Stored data
________________________________________
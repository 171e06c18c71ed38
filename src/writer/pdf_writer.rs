//! PDF document writer.
//!
//! Assembles complete PDF documents with proper structure:
//! header, body, xref table, and trailer.

use super::content_stream::ContentStreamBuilder;
use super::graphics_state::ExtGStateBuilder;
use super::object_serializer::ObjectSerializer;
use crate::error::{Error, Result};
use crate::object::{Object, ObjectRef};
use indexmap::IndexMap;
use std::collections::HashMap;
use std::io::Write;

/// Configuration for PDF generation.
#[derive(Debug, Clone)]
pub struct PdfWriterConfig {
    /// PDF version (e.g., "1.7")
    pub version: String,
    /// Document title
    pub title: Option<String>,
    /// Document subject
    pub subject: Option<String>,
    /// Creator application
    pub creator: Option<String>,
    /// Whether to compress streams
    pub compress: bool,
}

impl Default for PdfWriterConfig {
    fn default() -> Self {
        Self {
            version: "1.7".to_string(),
            title: None,
            subject: None,
            creator: Some(crate::NAME.to_string()),
            compress: false,
        }
    }
}

impl PdfWriterConfig {
    /// Set document title.
    pub fn with_title(mut self, title: impl Into<String>) -> Self {
        self.title = Some(title.into());
        self
    }

    /// Set document subject.
    pub fn with_subject(mut self, subject: impl Into<String>) -> Self {
        self.subject = Some(subject.into());
        self
    }

    /// Enable or disable stream compression.
    ///
    /// When enabled, content streams are compressed using FlateDecode
    /// (zlib/deflate) to reduce file size.
    pub fn with_compress(mut self, compress: bool) -> Self {
        self.compress = compress;
        self
    }
}

/// Compress data using Flate/Deflate compression.
///
/// Returns compressed bytes suitable for FlateDecode filter.
fn compress_data(data: &[u8]) -> std::io::Result<Vec<u8>> {
    use flate2::write::ZlibEncoder;
    use flate2::Compression;

    let mut encoder = ZlibEncoder::new(Vec::new(), Compression::default());
    encoder.write_all(data)?;
    encoder.finish()
}

/// A page being built.
pub struct PageBuilder<'a> {
    writer: &'a mut PdfWriter,
    page_index: usize,
}

impl<'a> PageBuilder<'a> {
    /// Zero-based index of this page.
    pub fn index(&self) -> usize {
        self.page_index
    }

    /// Content stream of this page.
    pub fn content(&mut self) -> &mut ContentStreamBuilder {
        &mut self.writer.pages[self.page_index].content_builder
    }

    /// Select a Base-14 font, registering it as a page resource on first use.
    pub fn set_font(&mut self, base_font: &str, size: f32) -> &mut Self {
        let resource = self.writer.font_resource(base_font);
        self.content().set_font(&resource, size);
        self
    }

    /// Apply an ExtGState, registering it as a resource on first use.
    pub fn set_ext_gstate(&mut self, state: ExtGStateBuilder) -> &mut Self {
        let resource = self.writer.ext_gstate_resource(state);
        self.content().set_ext_gstate(&resource);
        self
    }
}

/// Internal page data.
struct PageData {
    width: f32,
    height: f32,
    content_builder: ContentStreamBuilder,
}

/// PDF document writer.
///
/// Builds a complete PDF document with pages, fonts, and content. Resource
/// names and object numbers are assigned in first-use order, so the same
/// sequence of calls always produces the same bytes.
pub struct PdfWriter {
    config: PdfWriterConfig,
    pages: Vec<PageData>,
    /// Fonts used (base font name -> resource name)
    fonts: IndexMap<String, String>,
    /// ExtGStates used, with their resource names
    ext_gstates: Vec<(ExtGStateBuilder, String)>,
}

impl PdfWriter {
    /// Create a PDF writer with custom config.
    pub fn with_config(config: PdfWriterConfig) -> Self {
        Self {
            config,
            pages: Vec::new(),
            fonts: IndexMap::new(),
            ext_gstates: Vec::new(),
        }
    }

    /// Add a page with the given dimensions.
    pub fn add_page(&mut self, width: f32, height: f32) -> PageBuilder<'_> {
        let page_index = self.pages.len();
        self.pages.push(PageData {
            width,
            height,
            content_builder: ContentStreamBuilder::new(),
        });
        PageBuilder {
            writer: self,
            page_index,
        }
    }

    /// The most recently added page, or a new page of the given size when
    /// the document is still empty.
    pub fn current_page(&mut self, width: f32, height: f32) -> PageBuilder<'_> {
        if self.pages.is_empty() {
            return self.add_page(width, height);
        }
        PageBuilder {
            page_index: self.pages.len() - 1,
            writer: self,
        }
    }

    /// Number of pages added so far.
    pub fn page_count(&self) -> usize {
        self.pages.len()
    }

    /// Resource name for a Base-14 font (`F1`, `F2`, ... in first-use order).
    pub fn font_resource(&mut self, base_font: &str) -> String {
        if let Some(name) = self.fonts.get(base_font) {
            return name.clone();
        }
        let name = format!("F{}", self.fonts.len() + 1);
        self.fonts.insert(base_font.to_string(), name.clone());
        name
    }

    /// Resource name for an ExtGState (`GS1`, `GS2`, ...); equal states share
    /// one resource.
    pub fn ext_gstate_resource(&mut self, state: ExtGStateBuilder) -> String {
        if let Some((_, name)) = self.ext_gstates.iter().find(|(s, _)| *s == state) {
            return name.clone();
        }
        let name = format!("GS{}", self.ext_gstates.len() + 1);
        self.ext_gstates.push((state, name.clone()));
        name
    }

    /// Build the complete PDF document.
    ///
    /// Fails with [`Error::Render`] when there are no pages or a page's
    /// content stream is malformed; nothing is returned in that case.
    pub fn finish(self) -> Result<Vec<u8>> {
        if self.pages.is_empty() {
            return Err(Error::Render("document has no pages".to_string()));
        }

        let serializer = ObjectSerializer::new();
        let mut output = Vec::new();
        let mut xref_offsets: Vec<(u32, usize)> = Vec::new();

        // Object numbering: catalog, pages, fonts, ExtGStates, page/content
        // pairs, info.
        let catalog_id = 1u32;
        let pages_id = 2u32;
        let mut next_id = 3u32;
        let mut alloc = || {
            let id = next_id;
            next_id += 1;
            id
        };

        let font_ids: Vec<u32> = self.fonts.iter().map(|_| alloc()).collect();
        let gstate_ids: Vec<u32> = self.ext_gstates.iter().map(|_| alloc()).collect();
        let page_ids: Vec<(u32, u32)> = self.pages.iter().map(|_| (alloc(), alloc())).collect();
        let info_id = alloc();
        let size = next_id;

        // Shared resource dictionary
        let font_resources: HashMap<String, Object> = self
            .fonts
            .values()
            .zip(&font_ids)
            .map(|(name, id)| (name.clone(), Object::Reference(ObjectRef::new(*id, 0))))
            .collect();
        let mut resource_entries = vec![("Font", Object::Dictionary(font_resources))];
        if !self.ext_gstates.is_empty() {
            let gstate_resources: HashMap<String, Object> = self
                .ext_gstates
                .iter()
                .zip(&gstate_ids)
                .map(|((_, name), id)| (name.clone(), Object::Reference(ObjectRef::new(*id, 0))))
                .collect();
            resource_entries.push(("ExtGState", Object::Dictionary(gstate_resources)));
        }
        let resources = ObjectSerializer::dict(resource_entries);

        // PDF Header
        writeln!(output, "%PDF-{}", self.config.version)?;
        // Binary marker (recommended for binary content)
        output.extend_from_slice(b"%\xE2\xE3\xCF\xD3\n");

        // Catalog
        let catalog_obj = ObjectSerializer::dict(vec![
            ("Type", ObjectSerializer::name("Catalog")),
            ("Pages", ObjectSerializer::reference(pages_id)),
        ]);
        xref_offsets.push((catalog_id, output.len()));
        serializer.write_indirect(&mut output, catalog_id, &catalog_obj)?;

        // Pages
        let page_refs: Vec<Object> = page_ids
            .iter()
            .map(|(page_id, _)| ObjectSerializer::reference(*page_id))
            .collect();
        let pages_obj = ObjectSerializer::dict(vec![
            ("Type", ObjectSerializer::name("Pages")),
            ("Kids", Object::Array(page_refs)),
            ("Count", ObjectSerializer::integer(self.pages.len() as i64)),
        ]);
        xref_offsets.push((pages_id, output.len()));
        serializer.write_indirect(&mut output, pages_id, &pages_obj)?;

        // Font objects
        for (base_font, id) in self.fonts.keys().zip(&font_ids) {
            let font_obj = ObjectSerializer::dict(vec![
                ("Type", ObjectSerializer::name("Font")),
                ("Subtype", ObjectSerializer::name("Type1")),
                ("BaseFont", ObjectSerializer::name(base_font)),
                ("Encoding", ObjectSerializer::name("WinAnsiEncoding")),
            ]);
            xref_offsets.push((*id, output.len()));
            serializer.write_indirect(&mut output, *id, &font_obj)?;
        }

        // ExtGState objects
        for ((state, _), id) in self.ext_gstates.iter().zip(&gstate_ids) {
            xref_offsets.push((*id, output.len()));
            serializer.write_indirect(&mut output, *id, &state.build())?;
        }

        // Page and content objects
        for (page_data, (page_id, content_id)) in self.pages.iter().zip(&page_ids) {
            let raw_content = page_data.content_builder.build()?;

            let (content_bytes, is_compressed) = if self.config.compress {
                match compress_data(&raw_content) {
                    Ok(compressed) => (compressed, true),
                    Err(e) => {
                        log::warn!("content stream compression failed, writing uncompressed: {}", e);
                        (raw_content, false)
                    },
                }
            } else {
                (raw_content, false)
            };

            let mut content_dict = HashMap::new();
            content_dict.insert("Length".to_string(), Object::Integer(content_bytes.len() as i64));
            if is_compressed {
                content_dict.insert("Filter".to_string(), Object::Name("FlateDecode".to_string()));
            }

            let page_obj = ObjectSerializer::dict(vec![
                ("Type", ObjectSerializer::name("Page")),
                ("Parent", ObjectSerializer::reference(pages_id)),
                ("MediaBox", ObjectSerializer::media_box(page_data.width, page_data.height)),
                ("Contents", ObjectSerializer::reference(*content_id)),
                ("Resources", resources.clone()),
            ]);
            xref_offsets.push((*page_id, output.len()));
            serializer.write_indirect(&mut output, *page_id, &page_obj)?;

            let content_obj = Object::Stream {
                dict: content_dict,
                data: bytes::Bytes::from(content_bytes),
            };
            xref_offsets.push((*content_id, output.len()));
            serializer.write_indirect(&mut output, *content_id, &content_obj)?;
        }

        // Info object
        let mut info_entries = Vec::new();
        if let Some(title) = &self.config.title {
            info_entries.push(("Title", ObjectSerializer::string(title)));
        }
        if let Some(subject) = &self.config.subject {
            info_entries.push(("Subject", ObjectSerializer::string(subject)));
        }
        if let Some(creator) = &self.config.creator {
            info_entries.push(("Creator", ObjectSerializer::string(creator)));
            info_entries.push(("Producer", ObjectSerializer::string(creator)));
        }
        let info_obj = ObjectSerializer::dict(info_entries);
        xref_offsets.push((info_id, output.len()));
        serializer.write_indirect(&mut output, info_id, &info_obj)?;

        // Write xref table
        let xref_start = output.len();
        writeln!(output, "xref")?;
        writeln!(output, "0 {}", size)?;

        // Object 0 is always free
        writeln!(output, "0000000000 65535 f ")?;

        xref_offsets.sort_by_key(|(id, _)| *id);
        for (_, offset) in &xref_offsets {
            writeln!(output, "{:010} 00000 n ", offset)?;
        }

        // Write trailer
        let trailer = ObjectSerializer::dict(vec![
            ("Size", ObjectSerializer::integer(size as i64)),
            ("Root", ObjectSerializer::reference(catalog_id)),
            ("Info", ObjectSerializer::reference(info_id)),
        ]);

        writeln!(output, "trailer")?;
        serializer.write(&mut output, &trailer)?;
        writeln!(output)?;
        writeln!(output, "startxref")?;
        writeln!(output, "{}", xref_start)?;
        write!(output, "%%EOF")?;

        Ok(output)
    }
}
//! In-memory surface that records draw calls.
//!
//! Used to check layouts (positions, page breaks, state scoping) without
//! parsing PDF output.

use super::{Shape, StrokeStyle, Surface, TextMetrics, TextOptions, TextStyle};
use crate::writer::{Color, PageSize};

/// A recorded surface operation. `page` is zero-based.
#[derive(Debug, Clone, PartialEq)]
pub enum DrawCall {
    /// A page was opened
    AddPage {
        /// Index of the new page
        index: usize,
    },
    /// Graphics state pushed
    Save,
    /// Graphics state popped
    Restore,
    /// Shape filled
    Fill {
        /// Page index
        page: usize,
        /// Geometry
        shape: Shape,
        /// Fill colour
        color: Color,
    },
    /// Shape stroked
    Stroke {
        /// Page index
        page: usize,
        /// Geometry
        shape: Shape,
        /// Stroke parameters
        style: StrokeStyle,
    },
    /// Text drawn
    Text {
        /// Page index
        page: usize,
        /// Full string as passed in
        text: String,
        /// Left edge of the text box
        x: f32,
        /// Top of the first line box
        y: f32,
        /// Style
        style: TextStyle,
        /// Number of wrapped lines
        lines: usize,
        /// Height consumed
        height: f32,
    },
}

/// Surface that keeps a log of everything drawn on it.
#[derive(Debug, Clone)]
pub struct RecordingSurface {
    width: f32,
    height: f32,
    pages: usize,
    depth: usize,
    balanced: bool,
    calls: Vec<DrawCall>,
    metrics: TextMetrics,
}

impl RecordingSurface {
    /// Create an empty recording surface.
    pub fn new(page_size: PageSize) -> Self {
        let (width, height) = page_size.dimensions();
        Self {
            width,
            height,
            pages: 0,
            depth: 0,
            balanced: true,
            calls: Vec::new(),
            metrics: TextMetrics::new(),
        }
    }

    /// All calls in order.
    pub fn calls(&self) -> &[DrawCall] {
        &self.calls
    }

    /// Currently open save scopes.
    pub fn depth(&self) -> usize {
        self.depth
    }

    /// True when no restore ever ran without a save and every save was
    /// restored.
    pub fn is_balanced(&self) -> bool {
        self.balanced && self.depth == 0
    }

    /// Text draws as `(page, text, x, y)`.
    pub fn texts(&self) -> impl Iterator<Item = (usize, &str, f32, f32)> + '_ {
        self.calls.iter().filter_map(|call| match call {
            DrawCall::Text {
                page, text, x, y, ..
            } => Some((*page, text.as_str(), *x, *y)),
            _ => None,
        })
    }

    /// First text draw whose string equals `needle`.
    pub fn find_text(&self, needle: &str) -> Option<&DrawCall> {
        self.calls
            .iter()
            .find(|call| matches!(call, DrawCall::Text { text, .. } if text == needle))
    }

    /// Fills on `page` in drawing order.
    pub fn fills_on(&self, page: usize) -> Vec<(&Shape, Color)> {
        self.calls
            .iter()
            .filter_map(|call| match call {
                DrawCall::Fill {
                    page: p,
                    shape,
                    color,
                } if *p == page => Some((shape, *color)),
                _ => None,
            })
            .collect()
    }

    fn ensure_page(&mut self) -> usize {
        if self.pages == 0 {
            self.add_page();
        }
        self.pages - 1
    }
}

impl Surface for RecordingSurface {
    fn page_size(&self) -> (f32, f32) {
        (self.width, self.height)
    }

    fn page_count(&self) -> usize {
        self.pages
    }

    fn add_page(&mut self) {
        self.calls.push(DrawCall::AddPage { index: self.pages });
        self.pages += 1;
    }

    fn save_state(&mut self) {
        self.depth += 1;
        self.calls.push(DrawCall::Save);
    }

    fn restore_state(&mut self) {
        match self.depth.checked_sub(1) {
            Some(depth) => self.depth = depth,
            None => self.balanced = false,
        }
        self.calls.push(DrawCall::Restore);
    }

    fn fill(&mut self, shape: &Shape, color: Color) {
        let page = self.ensure_page();
        self.calls.push(DrawCall::Fill {
            page,
            shape: shape.clone(),
            color,
        });
    }

    fn stroke(&mut self, shape: &Shape, style: &StrokeStyle) {
        let page = self.ensure_page();
        self.calls.push(DrawCall::Stroke {
            page,
            shape: shape.clone(),
            style: *style,
        });
    }

    fn draw_text(
        &mut self,
        text: &str,
        x: f32,
        y: f32,
        style: &TextStyle,
        options: &TextOptions,
    ) -> f32 {
        let page = self.ensure_page();
        let block = self.metrics.layout(text, x, self.width, style, options);
        self.calls.push(DrawCall::Text {
            page,
            text: text.to_string(),
            x,
            y,
            style: *style,
            lines: block.lines.len(),
            height: block.height,
        });
        block.height
    }

    fn measure_text(&self, text: &str, x: f32, style: &TextStyle, options: &TextOptions) -> f32 {
        self.metrics.layout(text, x, self.width, style, options).height
    }

    fn line_height(&self, style: &TextStyle, include_gap: bool) -> f32 {
        self.metrics.line_height(style, include_gap)
    }
}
________________________________________
Work order
Search the records for the word "registering" and return every line that holds it.

Task result
    /// Select a Base-14 font, registering it as a page resource on first use.
    /// Apply an ExtGState, registering it as a resource on first use.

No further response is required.